Extraction of Lipids from C. reinhardtii Cells

Five milliliters of C. reinhardtii cells were harvested by centrifugation at 1000g for 5 min. Cell pellets were washed with 5 mL PBS buffer and centrifuged at 1000g for 5 min. Cells were resuspended in 3 mL of chloroform:methanol (2:1, v/v) and agitated vigorously at room temperature for 1 h. Extracts were mixed with 0.75 mL potassium chloride (0.7%, w/v). After further centrifugation at 1000g for 5 min, extracts were split into two phases, with total lipids in the lower organic phase. The lower phase was transferred into another vial using a glass pipette. The organic solvent was evaporated under a stream of nitrogen. Total lipids were recovered in 0.5 mL chloroform/methanol (1:1) for ESI-MS (see below). To quantify the lipid content, another aliquot of the original cell culture (5 mL) was used to measure cell dry weight as previously described (Li et al., 2010a).

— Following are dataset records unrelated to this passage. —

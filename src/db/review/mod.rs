pub mod get;
pub mod post;
use serde::Serialize;

/// Product feedback row.
#[derive(Debug, Clone, Serialize, PartialEq)]
pub struct NewFeedback {
    pub criteria: String,
    pub features: String,
    pub other: Option<String>,
    pub email: Option<String>,
}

Lipid Analysis and Quantification with ESI-MS

Mass spectrometry analysis was performed with an Agilent 6460 triple quadrupole liquid chromatography/mass spectrometer equipped with an electrospray ion source (Agilent). Single-stage mass spectrometry was used for the detection of total positive and negative lipid ions. Precursor ions and neutral loss scanning were employed for membrane glycerolipid identification according to previously described methods (Welti et al., 2002, 2003; Hsu and Turk, 2009); sequential neutral loss scanning was applied for TAG identification (Han and Gross, 2001, 2003). Nitrogen was used as a nebulizing gas (at 0.3 Bar) and a dry gas (4 liters min−1 at 200°C). The spray capillary voltage was 3700 V for the negative ion mode and 4200 V for the positive ion mode analysis. Prior to direct infusion into the ESI source, 10 μL lipid extract was mixed with internal standards (see Supplemental Table 2 online), the ionization reagent (200 µM NaI for positive ion mode and 500 µM NH4OH for negative ion mode), and chloroform:methanol (1:1) for a final volume of 100 µL. A five-microliter sample mixture was directly infused into ESI by loop injections with methanol as a mobile phase at a flow rate at 0.1 mL min−1.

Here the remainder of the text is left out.